NDP MP for Timmins—James Bay (Ontario)

Won his last election, in 2021, with 35% of the vote.

Statements in the House

Ethics June 10th, 2021

Mr. Speaker, the Liberal government spent a year stalling, filibustering and even shutting down Parliament, but it has not been able to hide the fact that the WE scandal did not come from the civil service. The scheme was politically driven by key political ministers to help their friends the Kielburger brothers.

In an unprecedented economic crisis, the Prime Minister turned key government departments into an open bar for his friends and cronies, and they in turn hired his relatives and flew his family and the finance minister around the world.

This question goes to the Prime Minister. During the WE scandal, Canadian students and the taxpayers were the losers. When is he going to clean up the ethical mess in Ottawa and within his own ministries and cabinet?

Telecommunications June 8th, 2021

No.

Telecommunications June 8th, 2021

On a point of order, Mr. Speaker, I just want to confirm that it is the Conservative Party of Canada that is giving the Catholic Church a free pass this afternoon, so it—

Telecommunications June 8th, 2021

Mr. Speaker, I believe there have been consultations with other parties and if you seek it, I hope you will find unanimous consent for the following motion: That, in light of the horrific discovery at the former Kamloops Indian Residential School, the House reiterate the call it made in the motion adopted on May 1, 2018, and (a) invite Pope Francis to participate in this journey with Canadians by responding to call to action 58 of the Truth and Reconciliation Commission's report and issue a former papal apology for the role of the Canadian Catholic Church in the establishment, operations and abuses of the residential schools; (b) call on the Canadian Catholic Church to live up to its moral obligation and the spirit of the 2006 Indian Residential Schools Settlement Agreement and resume the best efforts to raise the full amount of the agreed-upon funds; and (c) call upon the Catholic entities that were involved in the running of the residential schools to make a consistent and sustained effort to turn over the relevant documents when called upon by survivors of residential schools, their families and scholars working to understand the full scope and horrors of the residential school system, in the interests of truth and reconciliation.

Indigenous Affairs June 8th, 2021

Mr. Speaker, the toxic legal battle with the Minister of Crown-Indigenous Relations against the survivors of St. Anne's Indian Residential School has been a stain on the promise to reconciliation. It is time to do the right thing.

Yesterday Parliament ordered the minister to cease and to desist, and to sit down and negotiate a just settlement with the St. Anne's survivors who come from a horrific institution of torture and pain. Even the Liberal backbenchers are calling on her to act.

I have seen the letter that the survivors sent the minister this morning saying that they are ready to meet. Will she call the St. Anne's survivors and agree to work in good faith to finally put this matter to rest?

Business of Supply June 8th, 2021

Mr. Speaker, if we are talking about a housing crisis, I invite my colleagues to come to Kashechewan, where 1,900 people are sharing 364 houses. That is roughly 16 people per house, and COVID has hit. We have 60 active cases and potentially 70 cases at high risk. That means out of the 30 Canadian Rangers who were sent in only five are working, because the rest are isolated with COVID. Nine health workers have been sent home. We have 10 to 15 people to a house and COVID is spreading. We are talking about a potential humanitarian disaster, with over 172 cases right now on the Mushkegowuk part of the James Bay coast.

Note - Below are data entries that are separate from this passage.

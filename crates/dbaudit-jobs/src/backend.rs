use crate::error::Result;
use crate::job::JobHandler;
use async_trait::async_trait;
use chrono::{DateTime, Utc};
use std::fmt;
use std::sync::Arc;

pub mod memory;

/// A job waiting in the queue, together with its retry bookkeeping
#[derive(Clone)]
pub struct JobRequest {
    pub id: String,
    pub handler: Arc<dyn JobHandler>,
    pub created_at: DateTime<Utc>,
    pub attempts: u32,
    pub max_attempts: u32,
    pub retry_backoff: std::time::Duration,
    pub last_error: Option<String>,
    pub run_at: Option<DateTime<Utc>>,
}

impl JobRequest {
    pub fn name(&self) -> &'static str {
        self.handler.name()
    }

    /// Whether the job may run at `now`
    pub fn is_ready(&self, now: DateTime<Utc>) -> bool {
        self.run_at.map_or(true, |run_at| run_at <= now)
    }
}

impl fmt::Debug for JobRequest {
    fn fmt(&self, f: &mut fmt::Formatter<'_>) -> fmt::Result {
        f.debug_struct("JobRequest")
            .field("id", &self.id)
            .field("name", &self.name())
            .field("created_at", &self.created_at)
            .field("attempts", &self.attempts)
            .field("max_attempts", &self.max_attempts)
            .field("last_error", &self.last_error)
            .field("run_at", &self.run_at)
            .finish()
    }
}

/// A job that exhausted its attempts
#[derive(Debug, Clone)]
pub struct DeadLetter {
    pub id: String,
    pub name: &'static str,
    pub attempts: u32,
    pub error: String,
    pub failed_at: DateTime<Utc>,
}

/// Backend storage for jobs
#[async_trait]
pub trait JobBackend: Send + Sync {
    /// Push a new job to the queue
    async fn push(&self, job: JobRequest) -> Result<()>;

    /// Pop the next available job
    /// Should return None if no job is available or ready
    async fn pop(&self) -> Result<Option<JobRequest>>;

    /// Mark a job as completed successfully
    async fn complete(&self, job_id: &str) -> Result<()>;

    /// Mark a job as failed permanently
    /// The queue has already decided not to retry it
    async fn fail(&self, job: &JobRequest, error: &str) -> Result<()>;

    /// Number of jobs still queued, ready or not
    async fn pending(&self) -> Result<usize>;

    /// Jobs that failed permanently
    async fn dead_letters(&self) -> Result<Vec<DeadLetter>>;
}
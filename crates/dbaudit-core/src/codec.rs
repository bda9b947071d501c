//! Text codec for Change values

use crate::error::{AuditError, Result};
use crate::types::TypeDescriptor;
use crate::value::{Value, ValueKind};
use chrono::DateTime;
use std::fmt;
use uuid::Uuid;

/// Converts values to and from their persisted text form
pub trait ValueCodec: Send + Sync + fmt::Debug {
    fn serialize(&self, value: &Value) -> Result<String>;

    /// Decode `text` as a value of the given type
    fn deserialize(&self, text: &str, ty: &TypeDescriptor) -> Result<Value>;
}

/// JSON text codec.
///
/// Timestamps are written as RFC 3339 strings and UUIDs as hyphenated strings.
/// Floats JSON has no number for are written as the strings `"NaN"`, `"Infinity"`
/// and `"-Infinity"`. `null` decodes to [`Value::Null`] whatever the type.
#[derive(Debug, Clone, Copy, Default)]
pub struct JsonCodec;

impl JsonCodec {
    pub fn new() -> Self {
        Self
    }
}

fn mismatch(ty: &TypeDescriptor, json: &serde_json::Value) -> AuditError {
    AuditError::Codec(format!("expected {} for type `{}`, got {}", ty.kind, ty.key, json))
}

fn non_finite_tag(x: f64) -> Option<&'static str> {
    if x.is_nan() {
        Some("NaN")
    } else if x == f64::INFINITY {
        Some("Infinity")
    } else if x == f64::NEG_INFINITY {
        Some("-Infinity")
    } else {
        None
    }
}

fn parse_non_finite(tag: &str) -> Option<f64> {
    match tag {
        "NaN" => Some(f64::NAN),
        "Infinity" => Some(f64::INFINITY),
        "-Infinity" => Some(f64::NEG_INFINITY),
        _ => None,
    }
}

impl ValueCodec for JsonCodec {
    fn serialize(&self, value: &Value) -> Result<String> {
        let text = match value {
            Value::Null => "null".to_string(),
            Value::Bool(b) => serde_json::to_string(b)?,
            Value::Int(n) => serde_json::to_string(n)?,
            Value::Float(x) => match non_finite_tag(*x) {
                Some(tag) => serde_json::to_string(tag)?,
                None => serde_json::to_string(x)?,
            },
            Value::Text(s) => serde_json::to_string(s)?,
            Value::Uuid(id) => serde_json::to_string(&id.hyphenated().to_string())?,
            Value::Timestamp(ts) => serde_json::to_string(&ts.to_rfc3339())?,
            Value::Json(json) => serde_json::to_string(json)?,
        };
        Ok(text)
    }

    fn deserialize(&self, text: &str, ty: &TypeDescriptor) -> Result<Value> {
        let json: serde_json::Value = serde_json::from_str(text)?;
        if json.is_null() {
            return Ok(Value::Null);
        }

        let value = match ty.kind {
            ValueKind::Bool => json.as_bool().map(Value::Bool),
            ValueKind::Int32 => json
                .as_i64()
                .filter(|n| i32::try_from(*n).is_ok())
                .map(Value::Int),
            ValueKind::Int64 => json.as_i64().map(Value::Int),
            ValueKind::Float => json
                .as_f64()
                .or_else(|| json.as_str().and_then(parse_non_finite))
                .map(Value::Float),
            ValueKind::Text => json.as_str().map(|s| Value::Text(s.to_string())),
            ValueKind::Uuid => json
                .as_str()
                .and_then(|s| Uuid::parse_str(s).ok())
                .map(Value::Uuid),
            ValueKind::Timestamp => json
                .as_str()
                .and_then(|s| DateTime::parse_from_rfc3339(s).ok())
                .map(Value::Timestamp),
            ValueKind::Json => return Ok(Value::Json(json)),
        };

        value.ok_or_else(|| mismatch(ty, &json))
    }
}

#[cfg(test)]
mod tests {
    use super::*;
    use crate::types::TypeRegistry;
    use chrono::{FixedOffset, TimeZone};
    use proptest::prelude::*;

    fn round_trip(value: Value, key: &str) -> Value {
        let registry = TypeRegistry::new();
        let codec = JsonCodec::new();
        let text = codec.serialize(&value).unwrap();
        codec.deserialize(&text, registry.resolve(key).unwrap()).unwrap()
    }

    #[test]
    fn test_multiline_multibyte_text() {
        let value = Value::from("Line one\nLine two: ünïcødé ✓ 日本語");
        assert_eq!(round_trip(value.clone(), "string"), value);
    }

    #[test]
    fn test_timestamp_keeps_offset() {
        let offset = FixedOffset::east_opt(2 * 3600).unwrap();
        let ts = offset.with_ymd_and_hms(2024, 3, 1, 12, 30, 0).unwrap();
        assert_eq!(round_trip(Value::Timestamp(ts), "datetime"), Value::Timestamp(ts));
    }

    #[test]
    fn test_null_decodes_for_any_type() {
        let registry = TypeRegistry::new();
        let codec = JsonCodec::new();
        for key in ["bool", "i32", "uuid", "json"] {
            let value = codec
                .deserialize("null", registry.resolve(key).unwrap())
                .unwrap();
            assert_eq!(value, Value::Null);
        }
    }

    #[test]
    fn test_non_finite_floats_round_trip() {
        let codec = JsonCodec::new();
        assert_eq!(codec.serialize(&Value::Float(f64::NAN)).unwrap(), "\"NaN\"");
        assert_eq!(
            codec.serialize(&Value::Float(f64::NEG_INFINITY)).unwrap(),
            "\"-Infinity\""
        );

        let nan = round_trip(Value::Float(f64::NAN), "f64");
        assert!(nan.as_f64().unwrap().is_nan());
        for x in [f64::INFINITY, f64::NEG_INFINITY] {
            assert_eq!(round_trip(Value::Float(x), "f64"), Value::Float(x));
        }
    }

    #[test]
    fn test_float_rejects_other_strings() {
        let registry = TypeRegistry::new();
        let err = JsonCodec::new()
            .deserialize("\"nan\"", registry.resolve("f64").unwrap())
            .unwrap_err();
        assert!(matches!(err, AuditError::Codec(_)));
    }

    #[test]
    fn test_type_mismatch() {
        let registry = TypeRegistry::new();
        let codec = JsonCodec::new();
        let err = codec
            .deserialize("\"abc\"", registry.resolve("i64").unwrap())
            .unwrap_err();
        assert!(matches!(err, AuditError::Codec(_)));

        let err = codec
            .deserialize("4294967296", registry.resolve("i32").unwrap())
            .unwrap_err();
        assert!(matches!(err, AuditError::Codec(_)));
    }

    #[test]
    fn test_uuid_round_trip() {
        let id = Uuid::new_v4();
        assert_eq!(round_trip(Value::Uuid(id), "uuid"), Value::Uuid(id));
    }

    proptest! {
        #[test]
        fn prop_text_round_trips(s in any::<String>()) {
            let value = Value::Text(s);
            prop_assert_eq!(round_trip(value.clone(), "string"), value);
        }

        #[test]
        fn prop_i64_round_trips(n in any::<i64>()) {
            prop_assert_eq!(round_trip(Value::Int(n), "i64"), Value::Int(n));
        }

        #[test]
        fn prop_finite_float_round_trips(n in -1_000_000i32..1_000_000) {
            let x = f64::from(n) / 4.0;
            prop_assert_eq!(round_trip(Value::Float(x), "f64"), Value::Float(x));
        }
    }
}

I am asking my colleagues to get serious about the underfunding in the first nations communities. We need to look at bringing in the army to help. They do not have the housing, the infrastructure and the medical teams necessary to keep people safe when they are living so many in a home with the COVID variants that are hitting them very hard.

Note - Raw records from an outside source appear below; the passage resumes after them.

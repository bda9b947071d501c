//! Composition root for long-running services

use dbaudit_core::config::load_dotenv;
use dbaudit_core::{AuditConfig, AuditedContext, AuditedContextBuilder, ConfigError, DataStore};
use dbaudit_jobs::{InMemoryBackend, JobQueue, WorkerPool};
use std::sync::Arc;

/// The commit queue and its workers, started from an [`AuditConfig`].
///
/// Every context built through [`AuditRuntime::builder`] hands its post-save audit
/// commits to the same queue. Call [`shutdown`](AuditRuntime::shutdown) to stop the
/// workers; commits still queued at that point are not run.
///
/// Must be created inside a tokio runtime.
pub struct AuditRuntime {
    config: AuditConfig,
    queue: JobQueue,
    workers: WorkerPool,
}

impl AuditRuntime {
    pub fn new(config: AuditConfig) -> Self {
        let queue = JobQueue::new(InMemoryBackend::new()).poll_interval(config.poll_interval());
        let workers = queue.spawn_workers(config.commit_workers);
        tracing::info!(
            workers = workers.len(),
            max_attempts = config.commit_max_attempts,
            "audit runtime started"
        );

        Self {
            config,
            queue,
            workers,
        }
    }

    /// Load `.env` if present, then read the `DBAUDIT_*` variables
    pub fn from_env() -> Result<Self, ConfigError> {
        load_dotenv();
        Ok(Self::new(AuditConfig::from_env()?))
    }

    pub fn config(&self) -> &AuditConfig {
        &self.config
    }

    pub fn queue(&self) -> &JobQueue {
        &self.queue
    }

    /// A context builder wired to this runtime's queue and configuration
    pub fn builder(&self, store: Arc<dyn DataStore>) -> AuditedContextBuilder {
        AuditedContext::builder(store)
            .queue(self.queue.clone())
            .config(self.config.clone())
    }

    /// Stop the workers after their current commit
    pub async fn shutdown(self) {
        let pending = self.queue.pending().await.unwrap_or_default();
        if pending > 0 {
            tracing::warn!(pending, "audit runtime stopping with queued commits");
        }
        self.workers.shutdown().await;
        tracing::info!("audit runtime stopped");
    }
}
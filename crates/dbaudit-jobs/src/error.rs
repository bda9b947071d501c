use thiserror::Error;

#[derive(Debug, Error)]
pub enum JobError {
    #[error("Backend error: {0}")]
    BackendError(String),

    #[error("Job not found: {0}")]
    NotFound(String),

    #[error("Worker error: {0}")]
    WorkerError(String),

    #[error("Configuration error: {0}")]
    ConfigError(String),

    #[error("Job cancelled")]
    Cancelled,
}

pub type Result<T> = std::result::Result<T, JobError>;
use crate::cancel::CancellationToken;
use crate::error::Result;
use async_trait::async_trait;

/// Context passed to job execution
#[derive(Debug, Clone)]
pub struct JobContext {
    pub job_id: String,
    pub attempt: u32,
    pub created_at: chrono::DateTime<chrono::Utc>,
    /// Fires when the queue that owns the worker shuts down.
    pub shutdown: CancellationToken,
}

/// A job that can be executed
///
/// The job value itself carries everything it needs, so dispatch is a plain virtual call.
/// `execute` takes `&self` because a failed attempt is retried with the same value.
#[async_trait]
pub trait Job: Send + Sync + 'static {
    /// The job name, used for logging and dead letters
    const NAME: &'static str;

    /// Execute the job
    async fn execute(&self, ctx: JobContext) -> Result<()>;
}

/// A type-erased job handler
#[async_trait]
pub trait JobHandler: Send + Sync {
    fn name(&self) -> &'static str;

    async fn handle(&self, ctx: JobContext) -> Result<()>;
}

#[async_trait]
impl<J: Job> JobHandler for J {
    fn name(&self) -> &'static str {
        J::NAME
    }

    async fn handle(&self, ctx: JobContext) -> Result<()> {
        self.execute(ctx).await
    }
}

Indigenous Affairs June 7th, 2021

Mr. Speaker, let us talk about the Prime Minister's record on first nations children.

He was found guilty of “wilful and reckless” discrimination against indigenous kids. He has ignored 19 non-compliance orders and spent over $9 million on lawyers, yet this weekend he was saying he was not in court fighting any first nations kids. In reality, his lawyers are arguing that children who suffered reckless discrimination are not eligible for any compensation whatsoever. That is their argument. Children have died on the current government's watch.

When is the Prime Minister going to end his toxic legal war against indigenous kids?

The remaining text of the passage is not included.